Dick Smith's Population Puzzle - My Initial Thoughts
On Thursday 12th August, on prime time TV, Dick Smith's Population Puzzle aired on national Australian TV on the ABC. This was followed by a lively debate on the ABC's Q&A, or QANDA.
I admire Dick Smith for raising the profile of the challenging and often unpopular question of sustainable population growth. Dick credits his daughter for raising the question of the elephant in the room in relation to the impact of human population growth on global warming. The use of this English idiom in relation to population is not new, such as Paul Chefurka's Population - The Elephant In The Room.
This idiom was repeated by Melbourne Labour MP Kelvin Thomson in his speech to Parliament in August 2009. Perhaps the meme then replicated from here to Dick's daughter.
Dick took great pains to separate the topics of racism and sustainable growth. This too is admirable, because controlling population is not a matter of race. It does not matter what race the members of any population belong. No population of any any race can sustain population growth - more on this later.
A few critics in qanda argued that Australia is very large and its population of 22 million is so tiny in comparison with the available land that any mention of overpopulation or sustainable population is laughable. However, such opinions are borne of ignorance of the aridness of Australia's landscape compared with all other continents except frozen Antarctica.
It is no coincidence that 95% of Australia's population lives on roughly 5% of its land. Unfortunately, this is also the most arable land so urban sprawl into such land will inevitably reduce Australia's ability to feed itself.
Much was made of the social impact of overpopulation. It's true - as American Science-Fiction author stated, human dignity and democracy cannot survive overpopulation.

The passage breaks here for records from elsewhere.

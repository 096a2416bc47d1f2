// src/common/error.rs

use std::collections::HashMap;

use axum::{
    Json,
    http::StatusCode,
    response::{IntoResponse, Response},
};
use serde_json::json;
use thiserror::Error;

// Nosso tipo de erro, com `thiserror` para melhor ergonomia.
#[derive(Debug, Error)]
pub enum AppError {
    #[error("Erro de validação")]
    ValidationError(#[from] validator::ValidationErrors),

    // Rejeição do motor de formulários: erros já calculados campo a campo
    #[error("Formulário inválido")]
    FormRejected(HashMap<String, String>),

    #[error("E-mail já existe")]
    EmailAlreadyExists,

    #[error("Credenciais inválidas")]
    InvalidCredentials,

    #[error("Token inválido")]
    InvalidToken,

    #[error("Acesso negado: {0}")]
    Forbidden(String),

    #[error("Não encontrado: {0}")]
    NotFound(String),

    #[error("Violação de unicidade: {0}")]
    UniqueConstraintViolation(String),

    #[error("Estoque insuficiente")]
    InsufficientStock,

    #[error("Fonte não encontrada: {0}")]
    FontNotFound(String),

    // Variante para erros de banco de dados
    #[error("Erro de banco de dados")]
    DatabaseError(#[from] sqlx::Error),

    // Variante genérica para qualquer outro erro inesperado
    #[error("Erro interno do servidor")]
    InternalServerError(#[from] anyhow::Error),

    #[error("Erro de Bcrypt: {0}")]
    BcryptError(#[from] bcrypt::BcryptError),

    #[error("Erro de JWT: {0}")]
    JwtError(#[from] jsonwebtoken::errors::Error),
}

impl IntoResponse for AppError {
    fn into_response(self) -> Response {
        let (status, error_message) = match self {
            // Retorna todos os detalhes da validação, campo a campo.
            AppError::ValidationError(errors) => {
                let mut details = HashMap::new();
                for (field, field_errors) in errors.field_errors() {
                    let messages: Vec<String> = field_errors
                        .iter()
                        .filter_map(|e| e.message.as_ref().map(|m| m.to_string()))
                        .collect();
                    details.insert(field.to_string(), messages);
                }
                let body = Json(json!({
                    "error": "Um ou mais campos são inválidos.",
                    "details": details,
                }));
                return (StatusCode::BAD_REQUEST, body).into_response();
            }

            // Mesmo formato de resposta para o motor de formulários.
            AppError::FormRejected(details) => {
                let body = Json(json!({
                    "error": "Um ou mais campos são inválidos.",
                    "details": details,
                }));
                return (StatusCode::BAD_REQUEST, body).into_response();
            }

            AppError::EmailAlreadyExists => {
                (StatusCode::CONFLICT, "Este e-mail já está em uso.".to_string())
            }
            AppError::InvalidCredentials => {
                (StatusCode::UNAUTHORIZED, "E-mail ou senha inválidos.".to_string())
            }
            AppError::InvalidToken => (
                StatusCode::UNAUTHORIZED,
                "Token de autenticação inválido ou ausente.".to_string(),
            ),
            AppError::Forbidden(msg) => (StatusCode::FORBIDDEN, msg),
            AppError::NotFound(what) => {
                (StatusCode::NOT_FOUND, format!("{what} não encontrado(a)."))
            }
            AppError::UniqueConstraintViolation(msg) => (StatusCode::CONFLICT, msg),
            AppError::InsufficientStock => (
                StatusCode::CONFLICT,
                "Estoque insuficiente para concluir a venda.".to_string(),
            ),

            // Todos os outros erros viram 500. O `tracing` loga a mensagem
            // detalhada; o cliente recebe um corpo opaco.
            ref e => {
                tracing::error!("Erro Interno do Servidor: {}", e);
                (
                    StatusCode::INTERNAL_SERVER_ERROR,
                    "Ocorreu um erro inesperado.".to_string(),
                )
            }
        };

        let body = Json(json!({ "error": error_message }));
        (status, body).into_response()
    }
}
// src/middleware/rbac.rs

use axum::{
    extract::{FromRef, FromRequestParts},
    http::request::Parts,
};
use std::marker::PhantomData;

use crate::{
    common::error::AppError,
    config::AppState,
    models::{
        auth::User,
        rbac::{Permission, Role},
    },
    services::AccessPolicy,
};

/// O trait que liga um tipo-marcador à permissão nomeada que ele exige.
pub trait PermissionDef: Send + Sync + 'static {
    fn permission() -> Permission;
}

/// O extractor guardião: consulta a tabela injetada no `AppState`.
/// A checagem é consultiva por natureza: uma rota sem o guardião passa
/// direto, então toda rota de admin precisa declarar o seu.
pub struct RequirePermission<T>(pub PhantomData<T>);

impl<T, S> FromRequestParts<S> for RequirePermission<T>
where
    T: PermissionDef,
    S: Send + Sync,
    AppState: FromRef<S>,
{
    type Rejection = AppError;

    async fn from_request_parts(parts: &mut Parts, state: &S) -> Result<Self, Self::Rejection> {
        let app_state = AppState::from_ref(state);

        // O auth_guard já rodou e pendurou o usuário nos extensions
        let user = parts
            .extensions
            .get::<User>()
            .ok_or(AppError::InvalidToken)?;

        let required = T::permission();

        if !app_state.access_policy.has_permission(user.role, required) {
            return Err(AppError::Forbidden(format!(
                "Você precisa da permissão '{}' para realizar esta ação.",
                required.as_str()
            )));
        }

        Ok(RequirePermission(PhantomData))
    }
}

/// Gate por lista de cargos, usado na entrada da área de relatórios; as
/// ações individuais continuam atrás de permissões nomeadas.
pub struct ReportAreaAccess;

const REPORT_ROLES: &[Role] = &[Role::ManagingDirector, Role::Admin, Role::ReportViewer];

impl<S> FromRequestParts<S> for ReportAreaAccess
where
    S: Send + Sync,
{
    type Rejection = AppError;

    async fn from_request_parts(parts: &mut Parts, _state: &S) -> Result<Self, Self::Rejection> {
        let user = parts
            .extensions
            .get::<User>()
            .ok_or(AppError::InvalidToken)?;

        if !AccessPolicy::has_required_role(user.role, REPORT_ROLES) {
            return Err(AppError::Forbidden(
                "Seu cargo não tem acesso à área de relatórios.".to_string(),
            ));
        }

        Ok(ReportAreaAccess)
    }
}

// ---
// DEFINIÇÃO DAS PERMISSÕES (TIPOS)
// ---

pub struct PermManageProducts;
impl PermissionDef for PermManageProducts {
    fn permission() -> Permission {
        Permission::ManageProducts
    }
}

pub struct PermManageContent;
impl PermissionDef for PermManageContent {
    fn permission() -> Permission {
        Permission::ManageContent
    }
}

pub struct PermManageStaff;
impl PermissionDef for PermManageStaff {
    fn permission() -> Permission {
        Permission::ManageStaff
    }
}

pub struct PermManageUsers;
impl PermissionDef for PermManageUsers {
    fn permission() -> Permission {
        Permission::ManageUsers
    }
}

pub struct PermRecordSales;
impl PermissionDef for PermRecordSales {
    fn permission() -> Permission {
        Permission::RecordSales
    }
}

pub struct PermViewReports;
impl PermissionDef for PermViewReports {
    fn permission() -> Permission {
        Permission::ViewReports
    }
}

pub struct PermManageQuotes;
impl PermissionDef for PermManageQuotes {
    fn permission() -> Permission {
        Permission::ManageQuotes
    }
}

However, the most obvious omission from Dick's program and the qanda debate was any discussion of population growth rates. It is clear that not even an annual Australian growth rate of 1% per annum is sustainable as this would result in 10 populations doublings from 22 million to over 22 billion - 3 times the Earth's current population - all living in Australia!
Greens leader Bob Brown at least had the guts to mention Malthus, who warned of the issues off unsustainable growth back in 1798. He was right, but presented a flawed argument. The few vague mentions of Ponzi schemes and exponential growth missed the point that variable rates of growth are just as powerful and unsustainable as any fixed or constant rates of growth.
Although Human Global Ecophagy - the total consumption of our planet by humans - can never happen we can still create a catastrophe of epic proportions within just a few centuries. For example, imagine if our human population doubled just 5 times from 6 billion in 1999 to 192 billion in mere centuries. Imagine the environmental impact of 192 billion people.
In the end the big business addiction to economic growth driven by population growth - so enticing and irresistible to government - seems destined to hold sway for now.
Dick is right - we must end our addiction to growth at all costs.